*Work instructions*:
Only the lines of the data holding the string "ResolvedReference" need to be returned.

*Items from a dataset*:
☆ ☆ ☆ ☆ ☆

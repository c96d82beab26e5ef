//! Reference resolution: `ref(Entity).field` → pk lookup statements.
//!
//! Every entity table carries a dual-key identity: an internal sequential
//! `pk_<entity>` for joins and an external UUID `id` for public
//! references. A generated `<schema>.<entity>_pk(...)` helper converts
//! external identifiers to internal keys. This module emits calls to
//! those helpers plus the not-found short-circuit that follows each one.
//!
//! Tenant isolation happens here: when the target schema is
//! tenant-scoped, the lookup always receives `auth_tenant_id`, so a
//! caller can never resolve another tenant's rows.

use std::collections::BTreeMap;
use std::sync::LazyLock;

use regex::Regex;

use crate::ast::EntityDefinition;
use crate::compiler::context::{CompileContext, RowKey};
use crate::error::{CompileError, Result};
use crate::registry::SchemaRegistry;

static REFERENCE: LazyLock<Regex> =
    LazyLock::new(|| Regex::new(r"^ref\((\w+)\)\.(\w+)$").unwrap());

/// A resolved reference: the bound variable plus the statements that
/// populate and guard it.
#[derive(Debug, Clone, PartialEq, Eq)]
pub struct ResolvedReference {
    /// Variable holding the internal key, e.g. `v_contact_id`.
    pub variable: String,
    /// Lookup assignment followed by the not-found guard.
    pub sql: String,
    pub entity: String,
    pub schema: String,
}

/// Resolves `ref(Entity).field` references against the known entities.
#[derive(Debug, Clone)]
pub struct ReferenceResolver<'a> {
    registry: &'a SchemaRegistry,
    entities: &'a BTreeMap<String, EntityDefinition>,
}

impl<'a> ReferenceResolver<'a> {
    pub fn new(
        registry: &'a SchemaRegistry,
        entities: &'a BTreeMap<String, EntityDefinition>,
    ) -> Self {
        Self { registry, entities }
    }

    /// Resolve a `ref(Entity).field` reference, with `value_sql` supplying
    /// the external identifier (a parameter, a local, or a literal already
    /// formatted by the caller).
    pub fn resolve(
        &self,
        ctx: &mut CompileContext,
        reference: &str,
        value_sql: &str,
    ) -> Result<ResolvedReference> {
        let caps = REFERENCE
            .captures(reference)
            .ok_or_else(|| CompileError::InvalidReference {
                reference: reference.to_string(),
            })?;
        let entity_name = &caps[1];
        let entity = self
            .entities
            .get(entity_name)
            .ok_or_else(|| CompileError::UnknownEntity {
                name: entity_name.to_string(),
                step: "reference",
            })?;

        let variable = CompileContext::pk_variable(entity);
        ctx.declare(&variable, "INTEGER");
        ctx.bind_row_variable(&variable, entity, RowKey::InternalPk);

        Ok(ResolvedReference {
            sql: self.lookup_block(entity, &variable, value_sql),
            variable,
            entity: entity.name.clone(),
            schema: entity.schema.clone(),
        })
    }

    /// The primary-row resolution for update/delete style actions: the
    /// external identifier arrives as `p_<entity>_id`.
    pub fn resolve_primary(
        &self,
        ctx: &mut CompileContext,
        entity: &EntityDefinition,
    ) -> ResolvedReference {
        let variable = CompileContext::pk_variable(entity);
        ctx.declare(&variable, "INTEGER");
        ctx.bind_row_variable(&variable, entity, RowKey::InternalPk);

        let value = format!("p_{}_id", entity.lower_name());
        ResolvedReference {
            sql: self.lookup_block(entity, &variable, &value),
            variable,
            entity: entity.name.clone(),
            schema: entity.schema.clone(),
        }
    }

    /// Foreign-key resolution for a reference field on `entity`: resolves
    /// the target entity's key into `v_fk_<field>`.
    pub fn resolve_field(
        &self,
        ctx: &mut CompileContext,
        entity: &EntityDefinition,
        field: &str,
        value_sql: &str,
    ) -> Result<ResolvedReference> {
        let field_def = entity.fields.get(field).ok_or_else(|| {
            CompileError::Security(crate::error::SecurityError::UnknownIdentifier {
                name: field.to_string(),
            })
        })?;
        let target_name =
            field_def
                .reference_entity
                .as_deref()
                .ok_or_else(|| CompileError::InvalidReference {
                    reference: format!("ref({}).{field}", entity.name),
                })?;
        let target = self
            .entities
            .get(target_name)
            .ok_or_else(|| CompileError::UnknownEntity {
                name: target_name.to_string(),
                step: "reference",
            })?;

        let variable = format!("v_fk_{field}");
        ctx.declare(&variable, "INTEGER");

        let lookup = self.lookup_call(target, value_sql);
        let mut sql = format!("{variable} := {lookup};\n");
        if !field_def.nullable {
            sql.push_str(&format!(
                "IF {variable} IS NULL THEN\n    v_result.status := 'failed:not_found';\n    v_result.message := '{} not found';\n    RETURN v_result;\nEND IF;\n",
                target.name
            ));
        }

        Ok(ResolvedReference {
            variable,
            sql,
            entity: target.name.clone(),
            schema: target.schema.clone(),
        })
    }

    fn lookup_call(&self, entity: &EntityDefinition, value_sql: &str) -> String {
        let helper = format!("{}.{}_pk", entity.schema, entity.lower_name());
        if self.registry.is_tenant_scoped(&entity.schema) {
            format!("{helper}({value_sql}, auth_tenant_id)")
        } else {
            format!("{helper}({value_sql})")
        }
    }

    fn lookup_block(&self, entity: &EntityDefinition, variable: &str, value_sql: &str) -> String {
        format!(
            "{variable} := {call};\nIF {variable} IS NULL THEN\n    v_result.status := 'failed:not_found';\n    v_result.message := '{name} not found';\n    RETURN v_result;\nEND IF;\n",
            call = self.lookup_call(entity, value_sql),
            name = entity.name,
        )
    }
}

☆ ☆ ☆ ☆ ☆

*Solution*:
pub struct ResolvedReference {
    ) -> Result<ResolvedReference> {
        Ok(ResolvedReference {
    ) -> ResolvedReference {
        ResolvedReference {
    ) -> Result<ResolvedReference> {
        Ok(ResolvedReference {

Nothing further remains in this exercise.